Khawaja Ali, Shahab Ahmed, Hussain Syed Ather
Medical College, Section of Nephrology, Aga Khan University Hospital, Karachi, Pakistan.
J Pak Med Assoc. 2012 May;62(5):524-7.
Steven Johnson Syndrome and Toxic Epidermal Necrolysis are rare but severe form of hypersensitivity inflammatory reactions to multiple offending agents including drugs. Acetaminophen is extensively used due to its analgesic and anti-pyretic properties. It is rendered to be relatively safe, with hepatotoxicity considered to be the major adverse effect. However, very few cases of Steven Johnson Syndrome and Toxic Epidermal Necrolysis have been reported with acetaminophen usage in the past. We present the case of a 40 years old lady who developed an overlap of the two condition after taking several doses of acetaminophen for fever. She presented with widespread maculopapular rash, stinging in the eyes, oral mucosal ulcerations and high grade fever. She was successfully treated with corticosteroid therapy along with the supportive treatment. This case addresses the fact, that severe hypersensitivity reactions can occur with acetaminophen which can be potentially life threatening.
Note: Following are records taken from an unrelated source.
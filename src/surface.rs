//! Immediate-mode 2-D drawing surfaces.

use std::path::Path;

use image::{Rgb, RgbImage};
use tiny_skia::{FillRule, Paint, PathBuilder, Pixmap, Stroke, Transform};

use crate::{
    color::Color,
    error::{Error, Result},
};

/// Path-based drawing context. Calls take effect in the order they are made.
pub trait Surface {
    fn width(&self) -> u32;
    fn height(&self) -> u32;

    /// Discards the current path.
    fn begin_path(&mut self);
    /// Starts a new subpath at the given point.
    fn move_to(&mut self, x: f64, y: f64);
    fn line_to(&mut self, x: f64, y: f64);
    /// Connects the last point of the current subpath back to its start.
    fn close_path(&mut self);

    fn set_fill_color(&mut self, color: Color);
    fn set_stroke_color(&mut self, color: Color);

    /// Paints the interior of the current path with the fill color.
    fn fill(&mut self);
    /// Paints the outline of the current path with the stroke color.
    fn stroke(&mut self);
}

/// Raster surface backed by a `tiny_skia` pixmap.
///
/// Paths are filled with the even-odd rule and stroked one pixel wide, both
/// without anti-aliasing. The pixmap is always opaque.
pub struct Canvas {
    pixmap: Pixmap,
    path: PathBuilder,
    fill: Paint<'static>,
    stroke: Paint<'static>,
}

impl Canvas {
    const LINE_WIDTH: f32 = 1.0;

    pub fn new(width: u32, height: u32, background: Color) -> Result<Self> {
        let mut pixmap = Pixmap::new(width, height).ok_or(Error::EmptyCanvas { width, height })?;
        let Rgb([r, g, b]) = Rgb::<u8>::from(background);
        pixmap.fill(tiny_skia::Color::from_rgba8(r, g, b, 255));

        Ok(Self {
            pixmap,
            path: PathBuilder::new(),
            fill: solid(Color::BLACK),
            stroke: solid(Color::BLACK),
        })
    }

    /// Copies the pixmap into an RGB image, dropping the alpha channel.
    pub fn to_image(&self) -> RgbImage {
        let width = self.pixmap.width();
        let data = self.pixmap.data();

        // Opaque pixels are identical in premultiplied and straight form.
        RgbImage::from_fn(width, self.pixmap.height(), |x, y| {
            let i = 4 * (y * width + x) as usize;
            Rgb([data[i], data[i + 1], data[i + 2]])
        })
    }

    pub fn save<P: AsRef<Path>>(&self, path: P) -> Result<()> {
        self.to_image().save(path)?;
        Ok(())
    }
}

fn solid(color: Color) -> Paint<'static> {
    let Rgb([r, g, b]) = Rgb::<u8>::from(color);

    let mut paint = Paint::default();
    paint.set_color_rgba8(r, g, b, 255);
    paint.anti_alias = false;
    paint
}

impl Surface for Canvas {
    fn width(&self) -> u32 {
        self.pixmap.width()
    }

    fn height(&self) -> u32 {
        self.pixmap.height()
    }

    fn begin_path(&mut self) {
        self.path = PathBuilder::new();
    }

    fn move_to(&mut self, x: f64, y: f64) {
        self.path.move_to(x as f32, y as f32);
    }

    fn line_to(&mut self, x: f64, y: f64) {
        // Like a 2-D canvas, a lone `line_to` acts as `move_to`.
        if self.path.is_empty() {
            self.move_to(x, y);
        } else {
            self.path.line_to(x as f32, y as f32);
        }
    }

    fn close_path(&mut self) {
        self.path.close();
    }

    fn set_fill_color(&mut self, color: Color) {
        self.fill = solid(color);
    }

    fn set_stroke_color(&mut self, color: Color) {
        self.stroke = solid(color);
    }

    fn fill(&mut self) {
        // An empty or non-finite path has nothing to paint.
        if let Some(path) = self.path.clone().finish() {
            self.pixmap
                .fill_path(&path, &self.fill, FillRule::EvenOdd, Transform::identity(), None);
        }
    }

    fn stroke(&mut self) {
        let stroke = Stroke {
            width: Self::LINE_WIDTH,
            ..Stroke::default()
        };

        if let Some(path) = self.path.clone().finish() {
            self.pixmap
                .stroke_path(&path, &self.stroke, &stroke, Transform::identity(), None);
        }
    }
}

/// Surface call as recorded by [`Recorder`].
#[cfg(test)]
#[derive(Clone, Debug, PartialEq)]
pub enum Op {
    BeginPath,
    MoveTo(f64, f64),
    LineTo(f64, f64),
    ClosePath,
    FillColor(Color),
    StrokeColor(Color),
    Fill,
    Stroke,
}

/// Surface that only remembers what was asked of it.
#[cfg(test)]
#[derive(Clone, Debug, Default)]
pub struct Recorder {
    pub width: u32,
    pub height: u32,
    pub ops: Vec<Op>,
}

#[cfg(test)]
impl Recorder {
    pub fn new(width: u32, height: u32) -> Self {
        Self {
            width,
            height,
            ops: Vec::new(),
        }
    }
}

#[cfg(test)]
impl Surface for Recorder {
    fn width(&self) -> u32 {
        self.width
    }

    fn height(&self) -> u32 {
        self.height
    }

    fn begin_path(&mut self) {
        self.ops.push(Op::BeginPath);
    }

    fn move_to(&mut self, x: f64, y: f64) {
        self.ops.push(Op::MoveTo(x, y));
    }

    fn line_to(&mut self, x: f64, y: f64) {
        self.ops.push(Op::LineTo(x, y));
    }

    fn close_path(&mut self) {
        self.ops.push(Op::ClosePath);
    }

    fn set_fill_color(&mut self, color: Color) {
        self.ops.push(Op::FillColor(color));
    }

    fn set_stroke_color(&mut self, color: Color) {
        self.ops.push(Op::StrokeColor(color));
    }

    fn fill(&mut self) {
        self.ops.push(Op::Fill);
    }

    fn stroke(&mut self) {
        self.ops.push(Op::Stroke);
    }
}

#[cfg(test)]
fn polygon<S: Surface>(surface: &mut S, points: &[(f64, f64)]) {
    surface.begin_path();
    surface.move_to(points[0].0, points[0].1);
    for &(x, y) in &points[1..] {
        surface.line_to(x, y);
    }
    surface.close_path();
}

#[cfg(test)]
fn painted(canvas: &Canvas, background: Rgb<u8>) -> usize {
    canvas.to_image().pixels().filter(|&&p| p != background).count()
}

#[test]
fn empty_canvas_is_rejected() {
    assert!(matches!(Canvas::new(0, 10, Color::BLACK), Err(Error::EmptyCanvas { width: 0, height: 10 })));
}

#[test]
fn background_fills_every_pixel() {
    let canvas = Canvas::new(4, 3, Color::new(1, 2, 3)).unwrap();

    assert_eq!(12, canvas.to_image().pixels().filter(|&&p| p == Rgb([1, 2, 3])).count());
}

#[test]
fn fill_covers_pixel_centres() {
    let mut canvas = Canvas::new(8, 8, Color::BLACK).unwrap();

    polygon(&mut canvas, &[(1.0, 1.0), (3.0, 1.0), (3.0, 3.0), (1.0, 3.0)]);
    canvas.set_fill_color(Color::new(255, 0, 0));
    canvas.fill();

    assert_eq!(4, painted(&canvas, Rgb([0, 0, 0])));
    for &(x, y) in &[(1, 1), (2, 1), (1, 2), (2, 2)] {
        assert_eq!(Rgb([255, 0, 0]), *canvas.to_image().get_pixel(x, y));
    }
}

#[test]
fn fill_triangle() {
    let mut canvas = Canvas::new(20, 20, Color::BLACK).unwrap();

    polygon(&mut canvas, &[(0.0, 0.0), (10.0, 0.0), (0.0, 10.0)]);
    canvas.set_fill_color(Color::new(0, 0, 255));
    canvas.fill();

    assert_eq!(Rgb([0, 0, 255]), *canvas.to_image().get_pixel(1, 1));
    assert_eq!(Rgb([0, 0, 255]), *canvas.to_image().get_pixel(7, 0));
    assert_eq!(Rgb([0, 0, 0]), *canvas.to_image().get_pixel(9, 9));
    assert_eq!(Rgb([0, 0, 0]), *canvas.to_image().get_pixel(15, 2));
}

#[test]
fn fill_is_clipped_to_the_canvas() {
    let mut canvas = Canvas::new(10, 10, Color::BLACK).unwrap();

    polygon(&mut canvas, &[(-50.0, -50.0), (60.0, -50.0), (60.0, 60.0), (-50.0, 60.0)]);
    canvas.set_fill_color(Color::new(9, 9, 9));
    canvas.fill();

    assert_eq!(100, painted(&canvas, Rgb([0, 0, 0])));
}

#[test]
fn fill_colors_are_clamped() {
    let mut canvas = Canvas::new(4, 4, Color::BLACK).unwrap();

    polygon(&mut canvas, &[(0.0, 0.0), (4.0, 0.0), (4.0, 4.0), (0.0, 4.0)]);
    canvas.set_fill_color(Color::new(300, -5, 128));
    canvas.fill();

    assert_eq!(Rgb([255, 0, 128]), *canvas.to_image().get_pixel(2, 2));
}

#[test]
fn later_paint_wins() {
    let mut canvas = Canvas::new(4, 4, Color::BLACK).unwrap();

    polygon(&mut canvas, &[(0.0, 0.0), (4.0, 0.0), (4.0, 4.0), (0.0, 4.0)]);
    canvas.set_fill_color(Color::new(10, 0, 0));
    canvas.fill();
    polygon(&mut canvas, &[(0.0, 0.0), (2.0, 0.0), (2.0, 2.0), (0.0, 2.0)]);
    canvas.set_fill_color(Color::new(20, 0, 0));
    canvas.fill();

    assert_eq!(Rgb([20, 0, 0]), *canvas.to_image().get_pixel(1, 1));
    assert_eq!(Rgb([10, 0, 0]), *canvas.to_image().get_pixel(3, 3));
}

#[test]
fn stroke_draws_one_pixel_line() {
    let mut canvas = Canvas::new(10, 10, Color::BLACK).unwrap();

    canvas.begin_path();
    canvas.move_to(2.0, 5.0);
    canvas.line_to(8.0, 5.0);
    canvas.set_stroke_color(Color::new(0, 255, 0));
    canvas.stroke();

    let image = canvas.to_image();
    let rows: Vec<u32> = (0..10)
        .filter(|&y| (0..10).any(|x| *image.get_pixel(x, y) != Rgb([0, 0, 0])))
        .collect();
    assert_eq!(1, rows.len());
    assert!(rows[0] == 4 || rows[0] == 5, "{:?}", rows);
    for x in 2..8 {
        assert_eq!(Rgb([0, 255, 0]), *image.get_pixel(x, rows[0]));
    }
    assert_eq!(6, painted(&canvas, Rgb([0, 0, 0])));
}

#[test]
fn stroke_does_not_fill() {
    let mut canvas = Canvas::new(20, 20, Color::BLACK).unwrap();

    polygon(&mut canvas, &[(2.0, 2.0), (18.0, 2.0), (18.0, 18.0), (2.0, 18.0)]);
    canvas.set_stroke_color(Color::new(0, 255, 0));
    canvas.stroke();

    let image = canvas.to_image();
    assert_eq!(Rgb([0, 0, 0]), *image.get_pixel(10, 10));
    assert!(*image.get_pixel(10, 1) != Rgb([0, 0, 0]) || *image.get_pixel(10, 2) != Rgb([0, 0, 0]));
}

#[test]
fn begin_path_discards_previous_path() {
    let mut canvas = Canvas::new(8, 8, Color::BLACK).unwrap();

    polygon(&mut canvas, &[(0.0, 0.0), (8.0, 0.0), (8.0, 8.0), (0.0, 8.0)]);
    canvas.begin_path();
    canvas.set_fill_color(Color::new(255, 255, 255));
    canvas.fill();

    assert_eq!(0, painted(&canvas, Rgb([0, 0, 0])));
}

#[test]
fn recorder_keeps_call_order() {
    let mut recorder = Recorder::new(10, 10);

    polygon(&mut recorder, &[(0.0, 0.0), (1.0, 0.0), (0.0, 1.0)]);
    recorder.fill();

    assert_eq!(
        vec![
            Op::BeginPath,
            Op::MoveTo(0.0, 0.0),
            Op::LineTo(1.0, 0.0),
            Op::LineTo(0.0, 1.0),
            Op::ClosePath,
            Op::Fill,
        ],
        recorder.ops
    );
}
史蒂文斯-约翰逊综合征(Steven Johnson Syndrome)和中毒性表皮坏死松解症(Toxic Epidermal Necrolysis)是罕见但严重的超敏炎症反应,由包括药物在内的多种致病因素引起。对乙酰氨基酚因其镇痛和解热特性而被广泛使用。它被认为相对安全,肝毒性被视为主要不良反应。然而,过去很少有服用对乙酰氨基酚导致史蒂文斯-约翰逊综合征和中毒性表皮坏死松解症的病例报告。我们报告一例40岁女性病例,该患者在服用几剂对乙酰氨基酚治疗发热后出现了这两种病症的重叠症状。她表现为广泛的斑丘疹、眼睛刺痛、口腔黏膜溃疡和高热。通过糖皮质激素治疗及支持治疗,她成功康复。该病例表明,对乙酰氨基酚可引发严重的超敏反应,可能危及生命。